Subgroups of nilpotent groups are subnormal

Question

This lemma is taken from Robinson's A Course in the Theory of Groups. Why does $$\zeta_{i+1}G/\zeta_iG=\zeta(G/\zeta_iG)$$ imply that $H\zeta_iG\triangleleft H\zeta_{i+1}G$? I'll post my answer, if I find one.

Answer 1

First of all, given any group $G$ and a subgroup $H$ one has that $$Z(G)\triangleleft C_G(H)\triangleleft N_G(H)$$ So that in fact $H\triangleleft H\ Z(G)$. Now consider the general case of a group $G$ with a normal subgroup $N$ and a subgroup $K$ containing $N$ such that $ K/N=Z(G/N)$, and take any $H\leq G$: then $$HK/N=HN/N\ HK/N= HN/N\ Z(G/N)$$ thus $HN/N\triangleleft HK/N$ and by the correspondence theorem $HN\triangleleft HK$.

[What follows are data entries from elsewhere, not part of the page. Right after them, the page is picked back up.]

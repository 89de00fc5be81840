//! HTTP API for receipt settlement.
//!
//! Exposes receipt editing, assignment replacement, settlement and the
//! ledger expense export as JSON endpoints.

mod handlers;
mod request;
mod response;
mod state;

pub use handlers::create_router;
pub use request::{AssignmentsRequest, CreateReceiptRequest, PreviewRequest};
pub use response::{ApiError, ApiErrorResponse, AssignmentsResponse, SettlementsResponse};
pub use state::AppState;
//! Assignment encoding detection.
//!
//! Ratio and manual assignments share the same numerator/denominator
//! shape, so the encoding of a line item's rows is inferred from their
//! values. The heuristic is ambiguous for adversarial inputs (a ratio split
//! whose weights happen to equal the line total on every row and sum to it
//! reads as manual); that is accepted behaviour, not an error.

use crate::models::{AllocationMode, Assignment, LineItem};

/// Detects the assignment encoding used for one line item.
///
/// Fewer than two rows always read as ratio, since a sole assignee gets the
/// whole item under either encoding. Otherwise the rows are manual only when
/// every denominator equals the line total and the numerators sum to it.
///
/// # Examples
///
/// ```
/// use receipt_split::allocation::detect_mode;
/// use receipt_split::models::{AllocationMode, Assignment, LineItem};
///
/// let item = LineItem::new("item_1", 999);
/// let a = Assignment::new("item_1", "a", 500, 999);
/// let b = Assignment::new("item_1", "b", 499, 999);
/// assert_eq!(detect_mode(&item, &[&a, &b]), AllocationMode::Manual);
///
/// let c = Assignment::new("item_1", "a", 1, 2);
/// let d = Assignment::new("item_1", "b", 1, 2);
/// assert_eq!(detect_mode(&item, &[&c, &d]), AllocationMode::Ratio);
/// ```
pub fn detect_mode(item: &LineItem, assignments: &[&Assignment]) -> AllocationMode {
    if assignments.len() < 2 {
        return AllocationMode::Ratio;
    }

    let all_manual = assignments
        .iter()
        .all(|a| a.share_denominator == item.line_total);
    if !all_manual {
        return AllocationMode::Ratio;
    }

    let numerator_sum: i128 = assignments
        .iter()
        .map(|a| i128::from(a.share_numerator))
        .sum();
    if numerator_sum == i128::from(item.line_total) {
        AllocationMode::Manual
    } else {
        AllocationMode::Ratio
    }
}
//! Receipt storage.
//!
//! The settlement engine reads plain data and hands back plain rows; this
//! module is the collaborator that holds receipts, their assignments and
//! their stored settlements. Replace-all writes are atomic: a reader sees
//! either the previous set of rows or the new one, never a mix.

mod memory;

use chrono::NaiveDate;
use serde::{Deserialize, Serialize};

use crate::error::SettleResult;
use crate::models::{
    Assignment, Cents, Member, Receipt, ReceiptLineItem, SettlementRecord, SettlementRow,
    Strategy,
};

pub use memory::InMemoryStore;

/// Partial update of a receipt's editable fields. `None` leaves a field as is.
#[derive(Debug, Clone, Default, PartialEq, Eq, Serialize, Deserialize)]
pub struct ReceiptUpdate {
    /// New merchant name.
    #[serde(default)]
    pub merchant_name: Option<String>,
    /// New receipt date.
    #[serde(default)]
    pub receipt_date: Option<NaiveDate>,
    /// New payer.
    #[serde(default)]
    pub payer_id: Option<String>,
    /// New tax amount.
    #[serde(default)]
    pub tax: Option<Cents>,
    /// New tip amount.
    #[serde(default)]
    pub tip: Option<Cents>,
    /// New receipt total.
    #[serde(default)]
    pub total: Option<Cents>,
    /// New tax strategy.
    #[serde(default)]
    pub tax_strategy: Option<Strategy>,
    /// New tip strategy.
    #[serde(default)]
    pub tip_strategy: Option<Strategy>,
}

impl ReceiptUpdate {
    /// Applies the present fields to `receipt`.
    pub fn apply_to(self, receipt: &mut Receipt) {
        if let Some(merchant_name) = self.merchant_name {
            receipt.merchant_name = Some(merchant_name);
        }
        if let Some(receipt_date) = self.receipt_date {
            receipt.receipt_date = Some(receipt_date);
        }
        if let Some(payer_id) = self.payer_id {
            receipt.payer_id = Some(payer_id);
        }
        if let Some(tax) = self.tax {
            receipt.tax = tax;
        }
        if let Some(tip) = self.tip {
            receipt.tip = tip;
        }
        if let Some(total) = self.total {
            receipt.total = Some(total);
        }
        if let Some(tax_strategy) = self.tax_strategy {
            receipt.tax_strategy = tax_strategy;
        }
        if let Some(tip_strategy) = self.tip_strategy {
            receipt.tip_strategy = tip_strategy;
        }
    }
}

/// Partial update of a line item. `None` leaves a field as is.
#[derive(Debug, Clone, Default, PartialEq, Eq, Serialize, Deserialize)]
pub struct LineItemUpdate {
    /// New description.
    #[serde(default)]
    pub name: Option<String>,
    /// New line total.
    #[serde(default)]
    pub line_total: Option<Cents>,
    /// Include or exclude the line from settlement.
    #[serde(default)]
    pub is_valid: Option<bool>,
}

impl LineItemUpdate {
    /// Applies the present fields to `item`.
    pub fn apply_to(self, item: &mut ReceiptLineItem) {
        if let Some(name) = self.name {
            item.name = name;
        }
        if let Some(line_total) = self.line_total {
            item.line_total = line_total;
        }
        if let Some(is_valid) = self.is_valid {
            item.is_valid = is_valid;
        }
    }
}

/// A line item to add to a receipt, before it has a position.
#[derive(Debug, Clone, PartialEq, Eq, Serialize, Deserialize)]
pub struct NewLineItem {
    /// Identifier; generated from the item's position when omitted.
    #[serde(default)]
    pub id: Option<String>,
    /// Description printed on the receipt.
    pub name: String,
    /// Quantity purchased.
    #[serde(default = "default_quantity")]
    pub quantity: u32,
    /// Total for the line in minor units.
    pub line_total: Cents,
    /// Whether the line counts towards settlement.
    #[serde(default = "default_is_valid")]
    pub is_valid: bool,
}

fn default_quantity() -> u32 {
    1
}

fn default_is_valid() -> bool {
    true
}

impl NewLineItem {
    /// Places the item at `sort_order`, using `fallback_id` when no id was
    /// given.
    pub fn into_line_item(self, fallback_id: String, sort_order: u32) -> ReceiptLineItem {
        ReceiptLineItem {
            id: self.id.unwrap_or(fallback_id),
            name: self.name,
            quantity: self.quantity,
            line_total: self.line_total,
            is_valid: self.is_valid,
            sort_order,
        }
    }
}

/// Partial update of a group member. `None` leaves a field as is.
#[derive(Debug, Clone, Default, PartialEq, Eq, Serialize, Deserialize)]
pub struct MemberUpdate {
    /// New display name.
    #[serde(default)]
    pub name: Option<String>,
    /// Account id in the external ledger.
    #[serde(default)]
    pub ledger_user_id: Option<u64>,
}

impl MemberUpdate {
    /// Applies the present fields to `member`.
    pub fn apply_to(self, member: &mut Member) {
        if let Some(name) = self.name {
            member.name = name;
        }
        if let Some(ledger_user_id) = self.ledger_user_id {
            member.ledger_user_id = Some(ledger_user_id);
        }
    }
}

/// Storage for receipts, assignments and settlement records.
pub trait ReceiptStore: Send + Sync {
    /// Stores a new receipt.
    fn insert_receipt(&self, receipt: Receipt) -> SettleResult<Receipt>;

    /// Fetches a receipt by id.
    fn receipt(&self, id: &str) -> SettleResult<Receipt>;

    /// Applies a partial update to a receipt and returns the result.
    fn update_receipt(&self, id: &str, update: ReceiptUpdate) -> SettleResult<Receipt>;

    /// Applies a partial update to one line item and returns the result.
    fn update_line_item(
        &self,
        receipt_id: &str,
        item_id: &str,
        update: LineItemUpdate,
    ) -> SettleResult<ReceiptLineItem>;

    /// Appends a line item after the receipt's last one and returns it.
    ///
    /// The item's `sort_order` is reassigned to the next free position at
    /// write time. Fails with `InvalidLineItem` if the id is already taken.
    fn add_line_item(
        &self,
        receipt_id: &str,
        item: ReceiptLineItem,
    ) -> SettleResult<ReceiptLineItem>;

    /// Removes a line item and returns it.
    ///
    /// Assignments that reference the item are kept; they contribute
    /// nothing until replaced.
    fn delete_line_item(&self, receipt_id: &str, item_id: &str) -> SettleResult<ReceiptLineItem>;

    /// Applies a partial update to one group member and returns the result.
    fn update_member(
        &self,
        receipt_id: &str,
        member_id: &str,
        update: MemberUpdate,
    ) -> SettleResult<Member>;

    /// Returns a receipt's assignments in the order they were stored.
    fn assignments(&self, receipt_id: &str) -> SettleResult<Vec<Assignment>>;

    /// Replaces all of a receipt's assignments and marks it as splitting.
    fn replace_assignments(
        &self,
        receipt_id: &str,
        assignments: Vec<Assignment>,
    ) -> SettleResult<Vec<Assignment>>;

    /// Returns a receipt's stored settlement records.
    fn settlements(&self, receipt_id: &str) -> SettleResult<Vec<SettlementRecord>>;

    /// Replaces all of a receipt's settlement records with freshly stamped
    /// ones and marks it as settled, in one atomic unit.
    fn replace_settlements(
        &self,
        receipt_id: &str,
        rows: Vec<SettlementRow>,
    ) -> SettleResult<Vec<SettlementRecord>>;
}
//! Line item allocation.
//!
//! Divides one line item's total among the members assigned to it,
//! according to the encoding detected for its assignment rows.

use serde_json::json;

use crate::models::{AllocationMode, Assignment, AuditStep, Cents, LineItem};

use super::mode_detection::detect_mode;
use super::rounding::floor_share;

/// An amount credited to one member.
#[derive(Debug, Clone, PartialEq, Eq)]
pub struct MemberShare {
    /// The member receiving the amount.
    pub member_id: String,
    /// The amount in minor units.
    pub amount: Cents,
}

impl MemberShare {
    fn new(member_id: &str, amount: Cents) -> Self {
        Self {
            member_id: member_id.to_string(),
            amount,
        }
    }
}

/// The result of allocating one line item, including the audit step.
#[derive(Debug, Clone)]
pub struct ItemAllocationResult {
    /// The encoding detected for the item's rows.
    pub mode: AllocationMode,
    /// Per-row shares, in assignment order. Empty when the item was skipped.
    pub shares: Vec<MemberShare>,
    /// True when a ratio item had no positive total weight and allocated nothing.
    pub skipped: bool,
    /// The audit step recording this allocation.
    pub audit_step: AuditStep,
}

/// Allocates a line item among its assignment rows.
///
/// Manual rows credit each member exactly their numerator. Ratio rows credit
/// every row but the last `floor(line_total * weight / total_weight)`, and
/// the last row receives whatever remains, so the shares always add up to
/// the line total. A ratio item whose weights do not sum to a positive
/// number is skipped.
///
/// `assignments` must all reference `item` and be in a stable order; the
/// last row absorbs the rounding remainder.
///
/// # Examples
///
/// ```
/// use receipt_split::allocation::allocate_line_item;
/// use receipt_split::models::{Assignment, LineItem};
///
/// let item = LineItem::new("item_3", 800);
/// let rows = Assignment::equal_split("item_3", &["a", "b", "c"]);
/// let refs: Vec<&Assignment> = rows.iter().collect();
///
/// let result = allocate_line_item(&item, &refs, 1);
/// let amounts: Vec<i64> = result.shares.iter().map(|s| s.amount).collect();
/// assert_eq!(amounts, vec![266, 266, 268]);
/// ```
pub fn allocate_line_item(
    item: &LineItem,
    assignments: &[&Assignment],
    step_number: u32,
) -> ItemAllocationResult {
    let mode = detect_mode(item, assignments);

    let input = json!({
        "line_total": item.line_total,
        "assignments": assignments
            .iter()
            .map(|a| json!({
                "member_id": a.member_id,
                "share_numerator": a.share_numerator,
                "share_denominator": a.share_denominator,
            }))
            .collect::<Vec<_>>(),
    });

    let (shares, skipped, reasoning) = match mode {
        AllocationMode::Manual => allocate_manual(item, assignments),
        AllocationMode::Ratio => allocate_ratio(item, assignments),
    };

    let audit_step = AuditStep {
        step_number,
        rule_id: "item_allocation".to_string(),
        rule_name: "Line Item Allocation".to_string(),
        subject: item.id.clone(),
        input,
        output: json!({
            "mode": mode.as_str(),
            "skipped": skipped,
            "shares": shares
                .iter()
                .map(|s| json!({ "member_id": s.member_id, "amount": s.amount }))
                .collect::<Vec<_>>(),
        }),
        reasoning,
    };

    ItemAllocationResult {
        mode,
        shares,
        skipped,
        audit_step,
    }
}

fn allocate_manual(item: &LineItem, assignments: &[&Assignment]) -> (Vec<MemberShare>, bool, String) {
    let shares: Vec<MemberShare> = assignments
        .iter()
        .map(|a| MemberShare::new(&a.member_id, a.share_numerator))
        .collect();

    let terms: Vec<String> = shares.iter().map(|s| s.amount.to_string()).collect();
    let reasoning = format!(
        "Manual amounts {} = {} match line total",
        terms.join(" + "),
        item.line_total
    );

    (shares, false, reasoning)
}

fn allocate_ratio(item: &LineItem, assignments: &[&Assignment]) -> (Vec<MemberShare>, bool, String) {
    let total_weight: i128 = assignments
        .iter()
        .map(|a| i128::from(a.share_numerator))
        .sum();

    if total_weight <= 0 {
        return (
            Vec::new(),
            true,
            format!(
                "Total weight is {}; {} left unallocated",
                total_weight,
                item.line_total
            ),
        );
    }

    let mut shares = Vec::with_capacity(assignments.len());
    let mut allocated: Cents = 0;
    let last = assignments.len() - 1;

    for (i, a) in assignments.iter().enumerate() {
        let amount = if i == last {
            item.line_total - allocated
        } else {
            let share = floor_share(item.line_total, i128::from(a.share_numerator), total_weight);
            allocated += share;
            share
        };
        shares.push(MemberShare::new(&a.member_id, amount));
    }

    let weights: Vec<String> = assignments
        .iter()
        .map(|a| a.share_numerator.to_string())
        .collect();
    let remainder_holder = &assignments[last].member_id;
    let reasoning = format!(
        "Ratio split of {} by weights {}; {} receives the remainder {}",
        item.line_total,
        weights.join(":"),
        remainder_holder,
        item.line_total - allocated
    );

    (shares, false, reasoning)
}
//! Application state for the receipt settlement API.

use std::sync::Arc;

use crate::config::ConfigLoader;
use crate::store::ReceiptStore;

/// Shared application state.
///
/// Holds the loaded configuration and the receipt store shared by every
/// request handler.
#[derive(Clone)]
pub struct AppState {
    config: Arc<ConfigLoader>,
    store: Arc<dyn ReceiptStore>,
}

impl AppState {
    /// Creates a new application state.
    pub fn new(config: ConfigLoader, store: Arc<dyn ReceiptStore>) -> Self {
        Self {
            config: Arc::new(config),
            store,
        }
    }

    /// Returns a reference to the configuration loader.
    pub fn config(&self) -> &ConfigLoader {
        &self.config
    }

    /// Returns the receipt store.
    pub fn store(&self) -> &dyn ReceiptStore {
        self.store.as_ref()
    }
}
//! Response types for the receipt settlement API.
//!
//! This module defines the success envelopes and the error response
//! structures for the HTTP API.

use axum::{
    Json,
    http::StatusCode,
    response::{IntoResponse, Response},
};
use serde::{Deserialize, Serialize};

use crate::error::SettleError;
use crate::models::{Assignment, SettlementRecord};

/// Envelope for assignment lists.
#[derive(Debug, Clone, Serialize, Deserialize)]
pub struct AssignmentsResponse {
    /// The receipt's assignments in stored order.
    pub assignments: Vec<Assignment>,
}

/// Envelope for stored settlement records.
#[derive(Debug, Clone, Serialize, Deserialize)]
pub struct SettlementsResponse {
    /// The receipt's settlement records.
    pub settlements: Vec<SettlementRecord>,
}

/// API error response structure.
#[derive(Debug, Clone, Serialize, Deserialize)]
pub struct ApiError {
    /// Error code for programmatic handling.
    pub code: String,
    /// Human-readable error message.
    pub message: String,
    /// Optional details about the error.
    #[serde(skip_serializing_if = "Option::is_none")]
    pub details: Option<String>,
}

impl ApiError {
    /// Creates a new API error.
    pub fn new(code: impl Into<String>, message: impl Into<String>) -> Self {
        Self {
            code: code.into(),
            message: message.into(),
            details: None,
        }
    }

    /// Creates a new API error with details.
    pub fn with_details(
        code: impl Into<String>,
        message: impl Into<String>,
        details: impl Into<String>,
    ) -> Self {
        Self {
            code: code.into(),
            message: message.into(),
            details: Some(details.into()),
        }
    }

    /// Creates a validation error response.
    pub fn validation_error(message: impl Into<String>) -> Self {
        Self::new("VALIDATION_ERROR", message)
    }

    /// Creates a malformed JSON error response.
    pub fn malformed_json(message: impl Into<String>) -> Self {
        Self::new("MALFORMED_JSON", message)
    }
}

/// API error with HTTP status code.
#[derive(Debug)]
pub struct ApiErrorResponse {
    /// The HTTP status code.
    pub status: StatusCode,
    /// The error body.
    pub error: ApiError,
}

impl ApiErrorResponse {
    /// A 400 response carrying `error`.
    pub fn bad_request(error: ApiError) -> Self {
        Self {
            status: StatusCode::BAD_REQUEST,
            error,
        }
    }
}

impl IntoResponse for ApiErrorResponse {
    fn into_response(self) -> Response {
        (self.status, Json(self.error)).into_response()
    }
}

impl From<SettleError> for ApiErrorResponse {
    fn from(error: SettleError) -> Self {
        let message = error.to_string();
        let (status, error) = match error {
            SettleError::ConfigNotFound { .. } | SettleError::ConfigParseError { .. } => (
                StatusCode::INTERNAL_SERVER_ERROR,
                ApiError::with_details("CONFIG_ERROR", "Configuration error", message),
            ),
            SettleError::ReceiptNotFound { .. } => (
                StatusCode::NOT_FOUND,
                ApiError::new("RECEIPT_NOT_FOUND", message),
            ),
            SettleError::LineItemNotFound { .. } => (
                StatusCode::NOT_FOUND,
                ApiError::new("LINE_ITEM_NOT_FOUND", message),
            ),
            SettleError::InvalidLineItem { .. } => (
                StatusCode::BAD_REQUEST,
                ApiError::new("INVALID_LINE_ITEM", message),
            ),
            SettleError::InvalidAmount { .. } => (
                StatusCode::BAD_REQUEST,
                ApiError::new("INVALID_AMOUNT", message),
            ),
            SettleError::InvalidAssignment { .. } => (
                StatusCode::BAD_REQUEST,
                ApiError::new("INVALID_ASSIGNMENT", message),
            ),
            SettleError::UnknownMember { .. } => (
                StatusCode::BAD_REQUEST,
                ApiError::new("UNKNOWN_MEMBER", message),
            ),
            SettleError::InvalidMember { .. } => (
                StatusCode::BAD_REQUEST,
                ApiError::new("INVALID_MEMBER", message),
            ),
            SettleError::ManualSplitMismatch { .. } => (
                StatusCode::BAD_REQUEST,
                ApiError::new("MANUAL_SPLIT_MISMATCH", message),
            ),
            SettleError::NoPayer => (
                StatusCode::BAD_REQUEST,
                ApiError::with_details(
                    "NO_PAYER",
                    message,
                    "Set a payer before settling or exporting",
                ),
            ),
            SettleError::NoAssignments => (
                StatusCode::BAD_REQUEST,
                ApiError::with_details(
                    "NO_ASSIGNMENTS",
                    message,
                    "Split items among members before settling",
                ),
            ),
            SettleError::NoValidLineItems => (
                StatusCode::BAD_REQUEST,
                ApiError::new("NO_VALID_LINE_ITEMS", message),
            ),
            SettleError::ReceiptNotSettled { .. } => (
                StatusCode::BAD_REQUEST,
                ApiError::new("RECEIPT_NOT_SETTLED", message),
            ),
            SettleError::NoSettlements => (
                StatusCode::BAD_REQUEST,
                ApiError::with_details(
                    "NO_SETTLEMENTS",
                    message,
                    "Compute the settlement before exporting",
                ),
            ),
            SettleError::UnmappedMembers { names } => (
                StatusCode::BAD_REQUEST,
                ApiError::with_details("UNMAPPED_MEMBERS", message, names.join(", ")),
            ),
            SettleError::Storage { .. } => (
                StatusCode::INTERNAL_SERVER_ERROR,
                ApiError::with_details("STORAGE_ERROR", "Storage failure", message),
            ),
        };
        ApiErrorResponse { status, error }
    }
}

Setting $N=\zeta_i(G)$ the claim above holds.

Answer 2

I try to prove that $HZ_i/Z_i\lhd HZ_{i+1}/Z_i$

Let $abZ_i\in HZ_{i+1}/Z_i$ and $hZ_i\in HZ_i/Z_i$ Then $$abZ_ihZ_i(abZ_i)^{-1}=aZ_ihZ_ia^{-1}Z_i$$ Here uses the fact that $bZ_i\in Z_{i+1}/Z_i=Z(G/Z_i)$.
Hence $$abZ_ihZ_i(abZ_i)^{-1}=aha^{-1}Z_i\in HZ_i/Z_i$$

So $HZ_i/Z_i\lhd HZ_{i+1}/Z_i$ and hence $HZ_i\lhd HZ_{i+1}$

Remark: $Z_i$ stands for $\zeta_i G$